To this end, you will need to organize your data appropriately in order to gain the insights. This appropriate organization of the data has been called rational sampling and rational subgrouping.

First, you must know the context for the data. This involves the particulars of how the data were obtained, as well as some appreciation for the process or operations represented by the data.

Rational sampling involves collecting data in such a way that the interesting characteristics of the process are evident in the data. For example, if you are interested in evaluating the impact of a new policy on the operations of a single office, you will need to collect data that pertains to that office, rather than for a whole region.

Rational subgrouping has to do with how the data are organized for charting purposes. This is closely linked to the correct ways of computing limits. With average and range charts (X-bar and R charts), there will be k subgroups of data. The right way to compute limits for these charts involves the computation of some measure of dispersion within each subgroup (such as the range for each subgroup). These k measures then combine into an average measure of dispersion (such as the average range) or a median measure of dispersion (such as a median range), and this combined measure of dispersion is then used to compute the limits.

The objective of the control chart is to separate the probable noise from the potential signals. The variation within the subgroups will be used to set up the limits, which we shall use as our filters. Therefore, we will want the variation within the subgroups to represent the probable noise, i.e., we want each subgroup to be logically homogeneous. Shewhart said that we should organize the data into subgroups based upon our judgment that the data within any one subgroup were collected under essentially the same conditions.

In order to have a meaningful subgrouping, you must take the context of the data into account as you create the subgroups. You have to actively and intelligently organize the data into subgroups in order to have effective average and range charts. When you place two or more values together in a single subgroup, you are making a judgment that, for your purposes, these data only differ due to background noise. If they have the potential to differ due to some signal, then they do not belong in the same subgroup.

This is why the average chart looks for differences between the subgroups while the range chart checks for consistency within the subgroups. This difference between the charts is inherent in the structure of the computations -- ignore it at your own risk.

But what if every value has the potential to be different from its neighbors, such as happens with monthly or weekly values?
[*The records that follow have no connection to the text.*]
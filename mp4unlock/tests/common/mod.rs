#![allow(dead_code)]

//! In memory mp4 fixtures, encrypted with the same primitives the decrypter
//! uses.

use aes::{
    Aes128,
    cipher::{
        BlockEncryptMut, KeyIvInit, StreamCipher, block_padding::Pkcs7,
        generic_array::GenericArray,
    },
};
use mp4unlock::{DecryptJob, ProgressBridge, progress};
use std::{error::Error, fs, path::Path};

pub const VIDEO_KID: &str = "eb676abbcb345e96bbcf616630f1a3da";
pub const VIDEO_KEY: &str = "100b6c20940f779a4589152b57d2dacb";
pub const AUDIO_KID: &str = "63cb5f7184dd4b689a5c5ff11ee6a328";
pub const AUDIO_KEY: &str = "3bda3329158a4789880816a70e7e436d";

pub type TestResult<T = ()> = Result<T, Box<dyn Error>>;

pub fn hex16(input: &str) -> [u8; 16] {
    hex::decode(input).unwrap().try_into().unwrap()
}

// BOXES

pub fn mp4_box(name: &[u8; 4], payload: &[u8]) -> Vec<u8> {
    let mut data = ((payload.len() + 8) as u32).to_be_bytes().to_vec();
    data.extend_from_slice(name);
    data.extend_from_slice(payload);
    data
}

pub fn full_box(name: &[u8; 4], version: u8, flags: u32, payload: &[u8]) -> Vec<u8> {
    let mut data = flags.to_be_bytes().to_vec();
    data[0] = version;
    data.extend_from_slice(payload);
    mp4_box(name, &data)
}

pub fn ftyp(major_brand: &[u8; 4], compatible_brands: &[&[u8; 4]]) -> Vec<u8> {
    let mut payload = major_brand.to_vec();
    payload.extend_from_slice(&[0; 4]);

    for brand in compatible_brands {
        payload.extend_from_slice(*brand);
    }

    mp4_box(b"ftyp", &payload)
}

fn u32s(values: &[u32]) -> Vec<u8> {
    values.iter().flat_map(|x| x.to_be_bytes()).collect()
}

/// Common encryption parameters of a track.
#[derive(Clone)]
pub struct Tenc {
    pub scheme: [u8; 4],
    pub kid: [u8; 16],
    pub iv_size: u8,
    pub crypt_byte_block: u8,
    pub skip_byte_block: u8,
    pub constant_iv: Option<[u8; 16]>,
}

impl Tenc {
    pub fn new(scheme: &[u8; 4], kid: &str) -> Self {
        Self {
            scheme: *scheme,
            kid: hex16(kid),
            iv_size: 8,
            crypt_byte_block: 0,
            skip_byte_block: 0,
            constant_iv: None,
        }
    }

    fn to_box(&self) -> Vec<u8> {
        let version = u8::from(self.crypt_byte_block != 0 || self.skip_byte_block != 0);
        let mut payload = vec![
            0,
            (self.crypt_byte_block << 4) | self.skip_byte_block,
            1,
            self.iv_size,
        ];
        payload.extend_from_slice(&self.kid);

        if let Some(iv) = self.constant_iv {
            payload.push(16);
            payload.extend_from_slice(&iv);
        }

        full_box(b"tenc", version, 0, &payload)
    }
}

/// Sample entry protection.
#[derive(Clone)]
pub enum Protection {
    Clear,
    Cenc(Tenc),
    /// OMA `odkm` with the encryption method and the odaf flags.
    Odkm { method: u8, selective: bool },
}

/// A track that is not fragmented, with every sample in one chunk.
pub struct TrackFixture {
    pub id: u32,
    pub handler: [u8; 4],
    pub protection: Protection,
    pub sample_sizes: Vec<u32>,
    /// `senc` payload stored in `stbl`, flags and sample entries.
    pub senc: Option<(u32, Vec<u8>)>,
}

impl TrackFixture {
    pub fn video(id: u32, protection: Protection, sample_sizes: Vec<u32>) -> Self {
        Self {
            id,
            handler: *b"vide",
            protection,
            sample_sizes,
            senc: None,
        }
    }

    fn to_box(&self, chunk_offset: u32) -> Vec<u8> {
        let tkhd = full_box(b"tkhd", 0, 7, &[u32s(&[0, 0, self.id]), vec![0; 72]].concat());
        let hdlr = full_box(b"hdlr", 0, 0, &[&[0; 4][..], &self.handler, &[0; 13]].concat());

        let entry = match &self.protection {
            Protection::Clear => mp4_box(b"avc1", &[0; 78]),
            Protection::Cenc(tenc) => {
                let sinf = mp4_box(
                    b"sinf",
                    &[
                        mp4_box(b"frma", b"avc1"),
                        full_box(b"schm", 0, 0, &[&tenc.scheme[..], &[0, 1, 0, 0]].concat()),
                        mp4_box(b"schi", &tenc.to_box()),
                    ]
                    .concat(),
                );
                mp4_box(b"encv", &[vec![0; 78], sinf].concat())
            }
            Protection::Odkm { method, selective } => {
                let ohdr = full_box(
                    b"ohdr",
                    0,
                    0,
                    &[vec![*method, 1], vec![0; 8], vec![0; 6]].concat(),
                );
                let odaf = full_box(
                    b"odaf",
                    0,
                    0,
                    &[if *selective { 0x80 } else { 0 }, 0, 16],
                );
                let sinf = mp4_box(
                    b"sinf",
                    &[
                        mp4_box(b"frma", b"avc1"),
                        full_box(b"schm", 0, 0, b"odkm\x00\x00\x02\x00"),
                        mp4_box(b"schi", &full_box(b"odkm", 0, 0, &[odaf, ohdr].concat())),
                    ]
                    .concat(),
                );
                mp4_box(b"encv", &[vec![0; 78], sinf].concat())
            }
        };

        let count = self.sample_sizes.len() as u32;
        let mut stbl = [
            full_box(b"stsd", 0, 0, &[u32s(&[1]), entry].concat()),
            full_box(b"stsz", 0, 0, &u32s(&[&[0, count][..], &self.sample_sizes].concat())),
            full_box(b"stsc", 0, 0, &u32s(&[1, 1, count, 1])),
            full_box(b"stco", 0, 0, &u32s(&[1, chunk_offset])),
        ]
        .concat();

        if let Some((flags, entries)) = &self.senc {
            stbl.extend(full_box(
                b"senc",
                0,
                *flags,
                &[&count.to_be_bytes()[..], entries].concat(),
            ));
        }

        let minf = mp4_box(b"minf", &mp4_box(b"stbl", &stbl));
        let mdia = mp4_box(b"mdia", &[hdlr, minf].concat());
        mp4_box(b"trak", &[tkhd, mdia].concat())
    }
}

/// `ftyp`, `moov` and one `mdat` holding the samples of every track, track
/// after track.
pub fn movie_file(ftyp: Vec<u8>, tracks: &[TrackFixture], samples: &[Vec<Vec<u8>>]) -> Vec<u8> {
    let build = |offsets: &[u32]| {
        let traks = tracks
            .iter()
            .zip(offsets)
            .flat_map(|(track, offset)| track.to_box(*offset))
            .collect::<Vec<_>>();
        mp4_box(b"moov", &traks)
    };

    let moov_size = build(&vec![0; tracks.len()]).len();
    let mut offset = (ftyp.len() + moov_size + 8) as u32;
    let mut offsets = Vec::new();

    for track in samples {
        offsets.push(offset);
        offset += track.iter().map(|x| x.len() as u32).sum::<u32>();
    }

    let mdat = mp4_box(b"mdat", &samples.concat().concat());
    [ftyp, build(&offsets), mdat].concat()
}

/// `ftyp`, `moov` with empty sample tables and one `moof`/`mdat` pair per
/// fragment. Every fragment carries a `senc` with 8 byte IVs.
pub fn fragmented_file(tenc: Tenc, fragments: &[(Vec<[u8; 8]>, Vec<Vec<u8>>)]) -> Vec<u8> {
    let track = TrackFixture::video(1, Protection::Cenc(tenc), Vec::new());
    let trex = full_box(b"trex", 0, 0, &u32s(&[1, 1, 0, 0, 0]));
    let moov = mp4_box(
        b"moov",
        &[track.to_box(0), mp4_box(b"mvex", &trex)].concat(),
    );

    let mut data = [ftyp(b"iso6", &[b"dash"]), moov].concat();

    for (sequence, (ivs, samples)) in fragments.iter().enumerate() {
        let count = samples.len() as u32;
        let senc_entries = ivs.concat();
        let build = |data_offset: u32| {
            let tfhd = full_box(b"tfhd", 0, 0x020000, &u32s(&[1]));
            let sizes = samples.iter().map(|x| x.len() as u32).collect::<Vec<_>>();
            let trun = full_box(
                b"trun",
                0,
                0x000201,
                &u32s(&[&[count, data_offset][..], &sizes].concat()),
            );
            let senc = full_box(
                b"senc",
                0,
                0,
                &[&count.to_be_bytes()[..], &senc_entries].concat(),
            );
            let mfhd = full_box(b"mfhd", 0, 0, &u32s(&[sequence as u32 + 1]));
            mp4_box(b"moof", &[mfhd, mp4_box(b"traf", &[tfhd, trun, senc].concat())].concat())
        };

        let moof_size = build(0).len() as u32;
        data.extend(build(moof_size + 8));
        data.extend(mp4_box(b"mdat", &samples.concat()));
    }

    data
}

// ENCRYPTION

type Aes128Ctr = ctr::Ctr128BE<Aes128>;
type Aes128CbcEnc = cbc::Encryptor<Aes128>;

pub fn iv8(iv: [u8; 8]) -> [u8; 16] {
    let mut block = [0; 16];
    block[..8].copy_from_slice(&iv);
    block
}

pub fn ctr(key: &[u8; 16], iv: &[u8; 16], data: &mut [u8]) {
    Aes128Ctr::new(key.into(), iv.into()).apply_keystream(data);
}

/// AES-128-CBC over the whole blocks of `data`.
pub fn cbc_blocks(key: &[u8; 16], iv: &[u8; 16], data: &mut [u8]) {
    let mut encryptor = Aes128CbcEnc::new(key.into(), iv.into());

    for block in data.chunks_exact_mut(16) {
        encryptor.encrypt_block_mut(GenericArray::from_mut_slice(block));
    }
}

pub fn cbc_padded(key: &[u8; 16], iv: &[u8; 16], data: &[u8]) -> Vec<u8> {
    let mut buffer = data.to_vec();
    buffer.resize(data.len() + 16 - data.len() % 16, 0);

    Aes128CbcEnc::new(key.into(), iv.into())
        .encrypt_padded_mut::<Pkcs7>(&mut buffer, data.len())
        .unwrap()
        .to_vec()
}

/// `cbcs` over one range: the pattern starts with `crypt` encrypted blocks and
/// the CBC chain runs across the skipped blocks.
pub fn cbcs(key: &[u8; 16], iv: &[u8; 16], data: &mut [u8], crypt: usize, skip: usize) {
    let mut encryptor = Aes128CbcEnc::new(key.into(), iv.into());
    let mut offset = 0;

    while offset < data.len() {
        let end = data.len().min(offset + crypt * 16);

        for block in data[offset..end].chunks_exact_mut(16) {
            encryptor.encrypt_block_mut(GenericArray::from_mut_slice(block));
        }

        offset = end + skip * 16;
    }
}

/// `cens` over one range: only the `crypt` blocks of every pattern take
/// keystream.
pub fn cens(key: &[u8; 16], iv: &[u8; 16], data: &mut [u8], crypt: usize, skip: usize) {
    let mut cipher = Aes128Ctr::new(key.into(), iv.into());
    let mut offset = 0;

    while offset < data.len() {
        let end = data.len().min(offset + crypt * 16);
        cipher.apply_keystream(&mut data[offset..end]);
        offset = end + skip * 16;
    }
}

pub fn plaintext(length: usize, seed: u8) -> Vec<u8> {
    (0..length)
        .map(|x| (x as u8).wrapping_mul(31).wrapping_add(seed))
        .collect()
}

// JOBS

/// Decrypt `data` through a job and return the output with every tick.
pub fn decrypt(
    dir: &Path,
    data: &[u8],
    keys: &[(&str, &str)],
) -> Result<(Vec<u8>, Vec<(u32, u32)>), mp4unlock::Error> {
    let input = dir.join("input.mp4");
    let output = dir.join("output.mp4");
    fs::write(&input, data).unwrap();

    let (sender, events) = progress::channel();
    let mut builder = DecryptJob::builder()
        .input(&input)
        .output(&output)
        .progress(ProgressBridge::Channel(sender));

    for (id, key) in keys {
        builder = builder.key_for(id, key)?;
    }

    builder.build().run()?;

    let ticks = events.iter().map(|x| (x.step, x.total)).collect();
    Ok((fs::read(&output).unwrap(), ticks))
}

/// Offset of the first occurrence of `needle`.
pub fn find(data: &[u8], needle: &[u8]) -> Option<usize> {
    data.windows(needle.len()).position(|x| x == needle)
}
With periodically collected data, the chart of preference is the chart for individual values and a moving range (the XmR chart). Here, each point is allowed to sink or swim on its own. The moving range approach to computing limits uses short-term variation to set long-term limits. In this sense, it is like the average chart, where we use the variation within the subgroups to set the limits for the variation between the subgroups.

While the right ways of computing limits will allow you to get good limits from bad data, the chart will be no better than your organization of the data. When you use rational sampling and rational subgrouping, you will have powerful charts.

If you organize your data poorly, you can end up with weak charts that obscure the signals. Until you have the opportunity to develop subgrouping skills, it is good to remember that it is hard to mess up the subgrouping on an XmR chart.